• _Exercise prompt_: One number is the whole answer: the tally of lines in the records below that contain "first".

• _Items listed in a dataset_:
--- START ---

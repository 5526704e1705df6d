//! Search outcomes: termination reasons, engine phase, counters, paths.

use serde::{Deserialize, Serialize};

use blocks_kernel::domain::state::BlocksState;
use blocks_kernel::operators::action::{Action, Direction};

use crate::recorder::{NodeId, Recorder};

/// Why a search stopped.
#[derive(Debug, Clone, Copy, PartialEq, Eq, Serialize, Deserialize)]
#[serde(tag = "kind", rename_all = "snake_case")]
pub enum Termination {
    /// BFS dequeued the target at `node_id`.
    SolutionFound { node_id: NodeId },
    /// Frontier emptied and no node was cut by the depth bound.
    Exhausted,
    /// Frontier emptied and at least one node was cut by the depth bound.
    DepthBoundReached,
    /// `node_budget` expansions were spent. Results are partial.
    BudgetExceeded,
    /// `max_solutions` distinct solutions were found. Results are partial.
    SolutionLimitReached,
}

impl Termination {
    /// Whether the explored space is all there is within the depth bound.
    #[must_use]
    pub const fn is_complete(&self) -> bool {
        !matches!(self, Self::BudgetExceeded | Self::SolutionLimitReached)
    }

    /// No solution within the bound, and the search was not cut short.
    #[must_use]
    pub const fn is_exhausted(&self) -> bool {
        matches!(self, Self::Exhausted | Self::DepthBoundReached)
    }
}

/// Engine lifecycle: `Ready → Exploring → Finished`.
#[derive(Debug, Clone, Copy, PartialEq, Eq, Default)]
pub enum EnginePhase {
    #[default]
    Ready,
    Exploring,
    Finished(Termination),
}

impl EnginePhase {
    pub(crate) fn begin(&mut self) {
        debug_assert_eq!(*self, Self::Ready, "engine started twice");
        *self = Self::Exploring;
    }

    pub(crate) fn finish(&mut self, termination: Termination) {
        debug_assert_eq!(*self, Self::Exploring, "engine finished outside exploration");
        *self = Self::Finished(termination);
    }

    /// The termination, once finished.
    #[must_use]
    pub const fn termination(&self) -> Option<Termination> {
        match self {
            Self::Finished(t) => Some(*t),
            Self::Ready | Self::Exploring => None,
        }
    }
}

/// Counters collected during one search.
#[derive(Debug, Clone, Copy, Default, PartialEq, Eq, Serialize, Deserialize)]
pub struct SearchStats {
    pub nodes_created: u64,
    pub expansions: u64,
    pub actions_generated: u64,
    /// Generated actions that `apply` rejected. Nonzero means the generator
    /// and the transition function disagree.
    pub transitions_failed: u64,
    pub noop_pruned: u64,
    pub duplicates_suppressed: u64,
    pub depth_limited: u64,
    pub frontier_high_water: u64,
}

/// One action of a solution with its description.
#[derive(Debug, Clone, PartialEq, Eq, Hash, Serialize, Deserialize)]
pub struct Step {
    pub action: Action,
    pub description: String,
}

/// An ordered list of steps from start to goal.
#[derive(Debug, Clone, Default, PartialEq, Eq, Hash, Serialize, Deserialize)]
#[serde(transparent)]
pub struct SolutionPath {
    steps: Vec<Step>,
}

impl SolutionPath {
    #[must_use]
    pub fn new(steps: Vec<Step>) -> Self {
        Self { steps }
    }

    #[must_use]
    pub fn steps(&self) -> &[Step] {
        &self.steps
    }

    /// Number of actions.
    #[must_use]
    pub fn len(&self) -> usize {
        self.steps.len()
    }

    #[must_use]
    pub fn is_empty(&self) -> bool {
        self.steps.is_empty()
    }

    pub fn actions(&self) -> impl Iterator<Item = Action> + '_ {
        self.steps.iter().map(|s| s.action)
    }

    pub fn descriptions(&self) -> impl Iterator<Item = &str> + '_ {
        self.steps.iter().map(|s| s.description.as_str())
    }

    /// Turn a goal-to-start path into start-to-goal presentation.
    ///
    /// `states[i]` is the state `actions[i]` was applied to, and
    /// `states[actions.len()]` is the start state. The result walks the
    /// states backwards, undoing each action with its inverse.
    #[must_use]
    pub fn from_reverse(actions: &[Action], states: &[&BlocksState]) -> Self {
        let steps = actions
            .iter()
            .enumerate()
            .rev()
            .map(|(i, action)| {
                let before = states[i];
                let after = states[i + 1];
                // Only non-table objects act, so they always have a support.
                let forward = action.inverse(before).unwrap_or(*action);
                Step {
                    action: forward,
                    description: forward.describe(after.catalog()),
                }
            })
            .collect();
        Self { steps }
    }
}

/// Result of a BFS strategy.
#[derive(Debug, Clone)]
pub struct SearchOutcome {
    pub direction: Direction,
    pub termination: Termination,
    /// In discovery order. At most one unless all solutions were requested.
    pub solutions: Vec<SolutionPath>,
    pub stats: SearchStats,
    pub recorder: Recorder,
}

impl SearchOutcome {
    /// The first (shortest) solution.
    #[must_use]
    pub fn solution(&self) -> Option<&SolutionPath> {
        self.solutions.first()
    }

    #[must_use]
    pub fn is_complete(&self) -> bool {
        self.termination.is_complete()
    }
}

/// Result of exhaustive DFS.
#[derive(Debug, Clone, PartialEq, Eq)]
pub struct ExhaustiveOutcome {
    pub direction: Direction,
    pub termination: Termination,
    /// Distinct description sequences, in discovery order.
    pub solutions: Vec<SolutionPath>,
    /// `false` when the budget or the solution cap cut the search short.
    pub complete: bool,
    pub nodes_expanded: u64,
    pub stats: SearchStats,
}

--- END ---

• _Solution to the problem_: 2